_Material to process:_

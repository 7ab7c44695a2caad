//! Pretty-printed "[Calls]" / "[Vehicles]" status tables (ambient Report component).

use colored::*;

use crate::domain::registry::Registry;

/// Render the current registry snapshot to stdout, mirroring the teacher's
/// colored before/after-optimization logging cadence.
pub fn print_status(now: u64, registry: &Registry) {
    println!("{}", format!("=== tick {now} ===").bold());
    print_calls(registry);
    print_vehicles(registry);
}

fn print_calls(registry: &Registry) {
    println!("{}", "[Calls]".cyan().bold());
    let mut ids: Vec<_> = registry.requests.keys().copied().collect();
    ids.sort_unstable();
    for id in ids {
        let r = &registry.requests[&id];
        let line = format!(
            "  #{id} party={} pickup={} dropoff={} vehicle={:?} wait={} travel={}",
            r.party_size, r.pickup, r.dropoff, r.assigned_vehicle, r.expected_waiting_time, r.expected_travel_time
        );
        match r.assigned_vehicle {
            Some(_) => println!("{}", line.green()),
            None => println!("{}", line.yellow()),
        }
    }
}

fn print_vehicles(registry: &Registry) {
    println!("{}", "[Vehicles]".cyan().bold());
    let mut ids: Vec<_> = registry.vehicles.keys().copied().collect();
    ids.sort_unstable();
    for id in ids {
        let v = &registry.vehicles[&id];
        let load: u32 = v.occupied_seats(&registry.requests);
        let line = format!(
            "  #{id} here={} next={:?} load={}/{} travel_time={}/{}",
            v.here.location, v.next_loc.map(|s| s.location), load, v.capacity, v.travel_time, v.working_time_seconds
        );
        if load > v.capacity {
            println!("{}", line.red());
        } else {
            println!("{line}");
        }
    }
}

_Task directions:_
Every line with "pickup" in it should be copied from the entries.

_Answer below:_
            "  #{id} party={} pickup={} dropoff={} vehicle={:?} wait={} travel={}",
            r.party_size, r.pickup, r.dropoff, r.assigned_vehicle, r.expected_waiting_time, r.expected_travel_time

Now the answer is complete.